I think if you look at the human's relationship with any tool, whether that be a vehicle or a computer or a guitar, when they know that thing super well inside and out, they're able to make something truly unique. And I think that these AI tools, they're really no different than a camera or a sound equipment or an animation engine. I think the better you know those tools, the more you can manipulate them, the more you can stand out, right? And I think like why we love certain filmmakers or why we love certain artists is because they have a unique voice.
Point of view.
And a point of view. And I think the closer you are to those tools, the better you understand them, the more you can manipulate and control your own point of view. And I think that's one and the same. You can look back through the history of time to infinity, and that's true. And I think it's just as true today with these tools.
If you look at the adoption of drone use in filmmaking, I mean, I'm old. When I started, if you wanted to do aerial shots, you had to use helicopters. And they were cumbersome and they were expensive, they're dangerous and there are only so many good helicopter operators. And we use drones all the time now. And we were shooting last year with drones in a sewer tunnel chasing the characters down the sewer tunnel with these tiny, tiny drones. And that's just stuff that wouldn't even have been possible 3 years ago. And it is another tool that allows you to tell a different kind of story.
And to that end, if you were starting today, what's the first type of story you'd want to tell?
Wow, the first type of story. I don't know. Again, I'm really interested in telling a story in an environment with a different kind of gravity. I mean that would be wild, doing the whole show set on the moon and not just having the actors walk really slowly or filming 90 frames per second or something like that. I think that would be cool.
It really comes down to the limitations, right? There are so many times you put something on a paper and then you know you cannot do it. You can't physically do it. You cannot do it maybe because of the budget. I come from the indie space and it's always so frustrated like you have to stay away from CGI, you have to stay away from visual effects because you can't afford it. And then you have to always box yourself in based on locations you can afford, based on what you can shoot, how many shooting days, et cetera. So to me, that's the whole point of AI is like how do we get from imagination to screen without sacrificing a lot of things or changing a lot of things.

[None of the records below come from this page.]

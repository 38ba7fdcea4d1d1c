//! Radio Collaborator
//!
//! The engine drives BLE through the `MeshRadio` seam: scanning with
//! result and state subscriptions, and single-slot manufacturer-data
//! advertising. A `btleplug`-backed adapter ships for the scan side;
//! platforms without a peripheral role report advertising as
//! unsupported, which the engine surfaces on its error stream.

use anyhow::{bail, Context, Result};
use async_trait::async_trait;
use btleplug::api::{Central, CentralEvent, Manager as _, ScanFilter};
use btleplug::platform::{Adapter, Manager};
use futures::stream::StreamExt;
use log::{debug, error, info};
use std::collections::HashMap;
use std::sync::atomic::{AtomicBool, AtomicU64, Ordering};
use std::sync::Arc;
use std::time::Duration;
use tokio::sync::{broadcast, Mutex};
use tokio::time;

/// One advertisement heard during a scan window.
#[derive(Debug, Clone)]
pub struct ScanResult {
    pub manufacturer_data: HashMap<u16, Vec<u8>>,
    pub rssi: Option<i16>,
    pub peer_address: String,
}

/// Scan and advertise primitives the engine depends on.
#[async_trait]
pub trait MeshRadio: Send + Sync {
    /// Begin a scan window. The radio reports `false` on its scan-state
    /// stream when the window ends or the scan dies.
    async fn start_scan(&self, window: Duration, low_latency: bool) -> Result<()>;

    async fn stop_scan(&self) -> Result<()>;

    /// Advertisements observed while scanning.
    fn scan_results(&self) -> broadcast::Receiver<ScanResult>;

    /// Scanning-state transitions (true = scanning).
    fn scan_state(&self) -> broadcast::Receiver<bool>;

    /// Start advertising `data` as manufacturer-specific payload.
    async fn start_advertising(&self, manufacturer_id: u16, data: &[u8]) -> Result<()>;

    async fn stop_advertising(&self) -> Result<()>;

    fn is_advertising(&self) -> bool;
}

const RADIO_CHANNEL_CAPACITY: usize = 256;

/// `MeshRadio` over a btleplug central adapter.
///
/// btleplug exposes the central role only, so this adapter scans and
/// never advertises; `start_advertising` fails with a descriptive error.
pub struct BtleplugRadio {
    adapter: Mutex<Option<Adapter>>,
    results_tx: broadcast::Sender<ScanResult>,
    state_tx: broadcast::Sender<bool>,
    scanning: Arc<AtomicBool>,
    // Generation guard so a stale window timer cannot kill a newer scan.
    scan_generation: Arc<AtomicU64>,
    pump_started: AtomicBool,
}

impl BtleplugRadio {
    pub fn new() -> Self {
        Self {
            adapter: Mutex::new(None),
            results_tx: broadcast::channel(RADIO_CHANNEL_CAPACITY).0,
            state_tx: broadcast::channel(RADIO_CHANNEL_CAPACITY).0,
            scanning: Arc::new(AtomicBool::new(false)),
            scan_generation: Arc::new(AtomicU64::new(0)),
            pump_started: AtomicBool::new(false),
        }
    }

    /// Bind the first Bluetooth adapter and start the event pump once.
    async fn ensure_adapter(&self) -> Result<Adapter> {
        let mut slot = self.adapter.lock().await;
        if let Some(adapter) = slot.as_ref() {
            return Ok(adapter.clone());
        }

        let manager = Manager::new()
            .await
            .context("failed to create Bluetooth manager")?;
        let adapters = manager
            .adapters()
            .await
            .context("failed to enumerate Bluetooth adapters")?;
        let adapter = adapters
            .into_iter()
            .next()
            .context("no Bluetooth adapter found")?;

        info!(
            "using Bluetooth adapter: {:?}",
            adapter.adapter_info().await.unwrap_or_default()
        );

        if !self.pump_started.swap(true, Ordering::SeqCst) {
            self.spawn_event_pump(&adapter).await?;
        }

        *slot = Some(adapter.clone());
        Ok(adapter)
    }

    async fn spawn_event_pump(&self, adapter: &Adapter) -> Result<()> {
        let mut events = adapter
            .events()
            .await
            .context("failed to subscribe to adapter events")?;
        let results_tx = self.results_tx.clone();

        tokio::spawn(async move {
            while let Some(event) = events.next().await {
                if let CentralEvent::ManufacturerDataAdvertisement {
                    id,
                    manufacturer_data,
                } = event
                {
                    debug!("advertisement from {:?}", id);
                    let _ = results_tx.send(ScanResult {
                        manufacturer_data,
                        rssi: None,
                        peer_address: format!("{:?}", id),
                    });
                }
            }
            error!("adapter event stream ended");
        });

        Ok(())
    }
}

impl Default for BtleplugRadio {
    fn default() -> Self {
        Self::new()
    }
}

#[async_trait]
impl MeshRadio for BtleplugRadio {
    async fn start_scan(&self, window: Duration, low_latency: bool) -> Result<()> {
        let adapter = self.ensure_adapter().await?;

        // btleplug has no scan-mode knob; the flag is honored by adapters
        // that do.
        let _ = low_latency;

        adapter
            .start_scan(ScanFilter::default())
            .await
            .context("failed to start BLE scan")?;

        self.scanning.store(true, Ordering::SeqCst);
        let generation = self.scan_generation.fetch_add(1, Ordering::SeqCst) + 1;
        let _ = self.state_tx.send(true);

        // End the window ourselves; the engine restarts with jitter.
        let scanning = self.scanning.clone();
        let scan_generation = self.scan_generation.clone();
        let state_tx = self.state_tx.clone();
        let window_adapter = adapter.clone();
        tokio::spawn(async move {
            time::sleep(window).await;
            if scan_generation.load(Ordering::SeqCst) != generation {
                return;
            }
            if scanning.swap(false, Ordering::SeqCst) {
                let _ = window_adapter.stop_scan().await;
                let _ = state_tx.send(false);
            }
        });

        Ok(())
    }

    async fn stop_scan(&self) -> Result<()> {
        let adapter = self.ensure_adapter().await?;
        if self.scanning.swap(false, Ordering::SeqCst) {
            self.scan_generation.fetch_add(1, Ordering::SeqCst);
            adapter.stop_scan().await.context("failed to stop BLE scan")?;
            let _ = self.state_tx.send(false);
        }
        Ok(())
    }

    fn scan_results(&self) -> broadcast::Receiver<ScanResult> {
        self.results_tx.subscribe()
    }

    fn scan_state(&self) -> broadcast::Receiver<bool> {
        self.state_tx.subscribe()
    }

    async fn start_advertising(&self, _manufacturer_id: u16, _data: &[u8]) -> Result<()> {
        bail!("peripheral advertising is not supported by the btleplug central adapter")
    }

    async fn stop_advertising(&self) -> Result<()> {
        Ok(())
    }

    fn is_advertising(&self) -> bool {
        false
    }
}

There's a location, which I've done before, that you can't fit 200 people in. You can only -- I shot in a location once on a big project, the crew, we skimmed it down to 12 people. That was the only way we could do it, which was fascinating. But I like the technological solve for things like that.
Absolutely. And as you mentioned earlier, to me, what's exciting is film is very specific because you don't get much time to practice, right? How many films you can make in your lifetime, 10, 15, if you're lucky, right? I mean I know some of the greatest filmmakers that still get so nervous before shooting a film just because it's still rare. It's still such an event for you to do it. And just like everything, I think with these kind of tools and generative tools, you get to practice a lot. And then you get to discover how do I make an arc in this film? How do I frame this? How do I tell this story? How do I build the characters?
My biggest concern with generative tools is I really do hope we add to the process versus that we're switching into synthetic actors, for instance. I hope we are not going in a future where we're just having actors sitting at home and licensing their likeness and then we're just watching films. I always ask people, "Do you think in 5 years, top 3 box office films will be all synthetic actors?" And it's a hard question to ask.
I think they're going to try it and you're going to get an amount of slop.
Yes. You're going to get a lot of things. But to me, I hope we are not.
I think that would be a good thing. Let's get the slop out of the way, make people hate synthetic actors, the real stuff.
Earlier in this session, we were reminded of Leonardo da Vinci. Do you think these tools will help to identify new voices?
Absolutely. I'm sure they will.
Absolutely. I think the whole point is to turn it into a global, to discover new talent, to me, at least. I mean that's something for me that's -- we're still very much tied to a certain location in the world where you have to be to have these opportunities. Obviously, coming from -- I was born in Bosnia, lived in Croatia and Serbia until I was 20, and then I moved to U.S. to pursue a film career. But before that, it was just a pipe dream.
Explaining someone that you -- unfortunately, being kind of in a time and area in the world where there was quite a bit of conflict, trying to tell someone you have a dream of making film just seemed not something realistic at all, right?
And so I'm a big believer that the whole -- for me, the whole point of this revolution is that. It's really how do we discover these voices. And we don't know where next Cameron or Steven Spielberg are coming from. But if you really set that baseline to be -- and that's the beauty of it. It's so new. Everybody is starting kind of from the new starting point. So then you'll get to -- we don't know if these kids that are 5, 6 years old now today are playing with it, they're able to produce things. What will they be able to do in their 2025? We just can't imagine yet. And that to me is exciting.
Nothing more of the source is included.